New Goldman Sachs National Survey: Black Women are Charting Their Own Paths to Wealth Creation

New data from Goldman Sachs One Million Black Women reveals the majority of Black women value entrepreneurship as a pathway to wealth creation — and with fewer barriers, would start a business to support themselves, their families, and their communities.

WASHINGTON, DC – MAY 16, 2024 – A new Goldman Sachs One Million Black Women (OMBW) survey released today finds that six in 10 Black women view entrepreneurship as an important pathway to wealth creation, and believe more can be done to advance entrepreneurship opportunities. By addressing the systemic barriers they face when building their businesses, entrepreneurship could become a viable pathway to help narrow the opportunity gap.

With 1,200 respondents, One Million Black Women National Survey: Empowering Entrepreneurs is the latest national survey from One Million Black Women, Goldman Sachs’ $10 billion investment commitment to help narrow opportunity gaps in the lives of at least one million Black women by 2030.

Key findings from the national survey include:

  • 64% of Black women are optimistic about their ability to grow their wealth over the course of their lifetime.
  • 61% of Black women view entrepreneurship as an important pathway to wealth creation (compared to 42% of U.S. adults).
  • 54% of Black women who do not currently own a business have considered starting their own business.

The majority of Black women surveyed shared that increased access to entrepreneurial resources and opportunities would be the tipping point for them to start a business.

  • 77% of Black women said they are more likely to start a business if they had increased access to business loans, grants, lines of credit or seed funding (compared to 58% of U.S. adults).
  • 71% of Black women said they are more likely to start a business if they had access to a business training course or accelerator program (compared to 43% of U.S. adults).
  • 71% of Black women said they are more likely to start a business if the process to obtain a business or trade license or permit was easier (compared to 49% of U.S. adults).
  • 67% of Black women said they are more likely to start a business with access to more networking opportunities (compared to 43% of U.S. adults).

To continue to support business owners, 63% of Black women think that the federal government could do more to advance entrepreneurship opportunities. Currently, just 35% of Black women who own their own business or sell a product/service feel their business interests are well represented in Washington. Additionally, 32% percent of Black women intending to vote in the 2024 Presidential election remain undecided or don’t know which candidate they will vote for, emphasizing their focus on issues like the economy, tax policy and affordable housing.

“Black women are starting businesses faster than any other demographic in our country. But these job creators need the know-how and resources to grow and scale,” said Asahi Pompey, Global Head of Corporate Engagement at Goldman Sachs. “OMBW: Black in Business is part of the solution, but we also need policy solutions that will further invest in the economic power of Black women entrepreneurs.”

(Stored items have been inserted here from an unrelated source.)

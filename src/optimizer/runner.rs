use super::beam::{BeamParams, BeamSearch};
use super::canonical::SeenSignatures;
use super::completion;
use super::FinishedLayout;
use crate::config::Config;
use crate::error::{CfResult, CrossForgeError};
use crate::grid::Orientation;
use crate::rng::RandomSource;
use crate::scorer::Scorer;
use crate::words::validate_words;
use rayon::prelude::*;
use serde::{Deserialize, Serialize};
use std::sync::Arc;
use std::time::Instant;
use tracing::{debug, info};

#[derive(Debug, Clone)]
pub struct OptimizationOptions {
    pub attempts: usize,
    pub threads: usize,
    pub beam_width_base: usize,
    pub beam_width_per_word: usize,
    pub completion_rounds: usize,
    /// Branching limits shared by every attempt; `width` is drawn per attempt.
    pub beam: BeamParams,
}

impl From<&Config> for OptimizationOptions {
    fn from(cfg: &Config) -> Self {
        let s = &cfg.search;
        Self {
            attempts: s.attempts,
            threads: s.threads.max(1),
            beam_width_base: s.beam_width_base,
            beam_width_per_word: s.beam_width_per_word,
            completion_rounds: s.completion_rounds,
            beam: BeamParams::from_search(s, s.beam_width_base),
        }
    }
}

impl Default for OptimizationOptions {
    fn default() -> Self {
        Self::from(&Config::default())
    }
}

/// Snapshot handed to [`ProgressCallback::on_progress`] after each attempt.
#[derive(Debug, Clone, Copy)]
pub struct AttemptProgress<'a> {
    /// 1-based attempt number.
    pub attempt: usize,
    pub attempts: usize,
    pub unique: usize,
    pub duplicates: usize,
    /// The layout this attempt produced if it was not a duplicate.
    pub accepted: Option<&'a FinishedLayout>,
    pub best: Option<&'a FinishedLayout>,
}

/// A trait for receiving updates during a run.
/// Boolean return value indicates if the run should continue (true) or abort (false).
pub trait ProgressCallback: Send + Sync {
    fn on_progress(&self, progress: &AttemptProgress<'_>) -> bool;

    /// Called after every beam step of an attempt. With more than one thread,
    /// calls from different attempts interleave.
    fn on_beam_step(&self, _attempt: usize, _step: usize, _leading_placed: usize) -> bool {
        true
    }
}

/// Callback that never reports and never cancels.
pub struct Silent;

impl ProgressCallback for Silent {
    fn on_progress(&self, _progress: &AttemptProgress<'_>) -> bool {
        true
    }
}

#[derive(Debug, Clone, Default, PartialEq, Serialize, Deserialize)]
pub struct RunSummary {
    pub words: Vec<String>,
    /// Unique layouts in attempt order.
    pub candidates: Vec<FinishedLayout>,
    pub attempts_run: usize,
    pub duplicates: usize,
    pub cancelled: bool,
}

impl RunSummary {
    /// Candidates by descending score; equal scores keep attempt order.
    pub fn ranked(&self) -> Vec<&FinishedLayout> {
        let mut out: Vec<&FinishedLayout> = self.candidates.iter().collect();
        out.sort_by(|a, b| b.metrics.score.total_cmp(&a.metrics.score));
        out
    }

    pub fn best(&self) -> Option<&FinishedLayout> {
        self.ranked().into_iter().next()
    }

    pub fn top(&self, n: usize) -> Vec<&FinishedLayout> {
        let mut ranked = self.ranked();
        ranked.truncate(n);
        ranked
    }
}

pub struct Optimizer {
    scorer: Arc<Scorer>,
    options: OptimizationOptions,
}

impl Optimizer {
    pub fn new(scorer: Arc<Scorer>, options: OptimizationOptions) -> Self {
        Self { scorer, options }
    }

    pub fn scorer(&self) -> &Scorer {
        &self.scorer
    }

    pub fn options(&self) -> &OptimizationOptions {
        &self.options
    }

    /// Runs all attempts and returns the unique layouts found.
    ///
    /// Each attempt draws from its own source forked off `rng` in attempt
    /// order, and deduplication happens in attempt order, so the result only
    /// depends on the seed and never on `threads`.
    pub fn run<R, CB>(&self, words: &[String], rng: &mut R, callback: &CB) -> CfResult<RunSummary>
    where
        R: RandomSource,
        CB: ProgressCallback,
    {
        validate_words(words)?;
        let opts = &self.options;
        let start = Instant::now();
        info!(
            "🔍 Searching {} words with {} attempts on {} thread(s)",
            words.len(),
            opts.attempts,
            opts.threads
        );

        let mut seen = SeenSignatures::new();
        let mut summary = RunSummary {
            words: words.to_vec(),
            ..RunSummary::default()
        };
        let mut best_idx: Option<usize> = None;
        let mut next = 0;

        'batches: while next < opts.attempts {
            let batch = opts.threads.min(opts.attempts - next);
            let jobs: Vec<(usize, R)> = (0..batch).map(|k| (next + k + 1, rng.fork())).collect();
            next += batch;

            let results: Vec<CfResult<Option<FinishedLayout>>> = if batch == 1 {
                jobs.into_iter()
                    .map(|(id, r)| self.attempt(id, words, r, callback))
                    .collect()
            } else {
                jobs.into_par_iter()
                    .map(|(id, r)| self.attempt(id, words, r, callback))
                    .collect()
            };

            for result in results {
                let Some(layout) = result? else {
                    summary.cancelled = true;
                    break 'batches;
                };
                summary.attempts_run += 1;

                let accepted = seen.try_accept(&layout.table);
                if accepted {
                    debug!(
                        "Attempt {} accepted: {} of {} words, score {:.2}",
                        layout.id,
                        layout.metrics.placed_words,
                        layout.metrics.total_words,
                        layout.metrics.score
                    );
                    let better = best_idx
                        .map_or(true, |i| layout.metrics.score > summary.candidates[i].metrics.score);
                    summary.candidates.push(layout);
                    if better {
                        best_idx = Some(summary.candidates.len() - 1);
                    }
                } else {
                    debug!("Attempt {} duplicates an earlier layout", layout.id);
                    summary.duplicates += 1;
                }

                let progress = AttemptProgress {
                    attempt: summary.attempts_run,
                    attempts: opts.attempts,
                    unique: summary.candidates.len(),
                    duplicates: summary.duplicates,
                    accepted: accepted.then(|| summary.candidates.last()).flatten(),
                    best: best_idx.map(|i| &summary.candidates[i]),
                };
                if !callback.on_progress(&progress) {
                    summary.cancelled = true;
                    break 'batches;
                }
            }
        }

        info!(
            "✅ {} unique layouts from {} attempts ({} duplicates) in {:.2?}",
            summary.candidates.len(),
            summary.attempts_run,
            summary.duplicates,
            start.elapsed()
        );
        Ok(summary)
    }

    /// One randomized attempt. `None` means the callback cancelled mid-search.
    fn attempt<R, CB>(
        &self,
        id: usize,
        words: &[String],
        mut rng: R,
        callback: &CB,
    ) -> CfResult<Option<FinishedLayout>>
    where
        R: RandomSource,
        CB: ProgressCallback,
    {
        let opts = &self.options;

        let mut order = words.to_vec();
        rng.shuffle(&mut order);
        let spread = words.len() * opts.beam_width_per_word;
        let width = opts.beam_width_base + if spread > 0 { rng.below(spread) } else { 0 };
        let orientation = if rng.coin() {
            Orientation::Horizontal
        } else {
            Orientation::Vertical
        };

        let params = BeamParams {
            width,
            ..opts.beam
        };
        let mut search = BeamSearch::new(&self.scorer, params, order, orientation)?;
        while !search.step(&mut rng).is_terminal() {
            if !callback.on_beam_step(id, search.steps(), search.leading_placed()) {
                return Ok(None);
            }
        }
        debug!(
            "Attempt {}: beam width {} ended {} after {} steps",
            id,
            width,
            search.phase(),
            search.steps()
        );

        let Some(state) = search.into_best() else {
            return Err(CrossForgeError::EmptyWordList);
        };
        let state = completion::complete(
            state,
            &self.scorer,
            opts.completion_rounds,
            opts.beam.candidate_limit,
        );
        Ok(Some(FinishedLayout::from_partial(id, state, words.len(), &self.scorer)))
    }
}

“As an entrepreneur myself, I know firsthand how challenging it can be trying to navigate starting a business,” said Ayesha Curry, CEO of Sweet July and member of the One Million Black Women Advisory Council. “I’m honored to join One Million Black Women in their efforts to encourage policy solutions that help Black women-owned businesses thrive. When Black women are economically empowered there is a ripple effect in their communities.”

“Historically, entrepreneurship has proven to create pathways to economic prosperity for Black women,” said Alanna Nicholas, Founder of Capital Talent Development Group in Akron, Ohio. “Having the autonomy and capacity to create products and services, outside of working for fixed compensation, means the sky’s the limit for Black female entrepreneurs.”

Through research, surveys and national advocacy campaigns, Goldman Sachs seeks to shine a light on the challenges Black women entrepreneurs face in order to inspire Washington policy makers to enact real solutions that create positive change.

For more information about One Million Black Women’s latest survey findings, please visit here.


About One Million Black Women
Goldman Sachs One Million Black Women is a $10 billion investment commitment with $100 million in philanthropic capital to drive economic opportunity for at least one million Black women by 2030. One Million Black Women is a first-of-its-kind comprehensive investment focused on key moments in Black women's lives from early childhood through retirement, including housing, access to capital, and workforce advancement. To date, One Million Black Women has committed $2.6 billion in investment capital and $34.5 million in philanthropic capital.


About Goldman Sachs
The Goldman Sachs Group, Inc. is a leading global financial institution that delivers a broad range of financial services across investment banking, securities, investment management and consumer banking to a large and diversified client base that includes corporations, financial institutions, governments and individuals. Founded in 1869, the firm is headquartered in New York and maintains offices in all major financial centers around the world.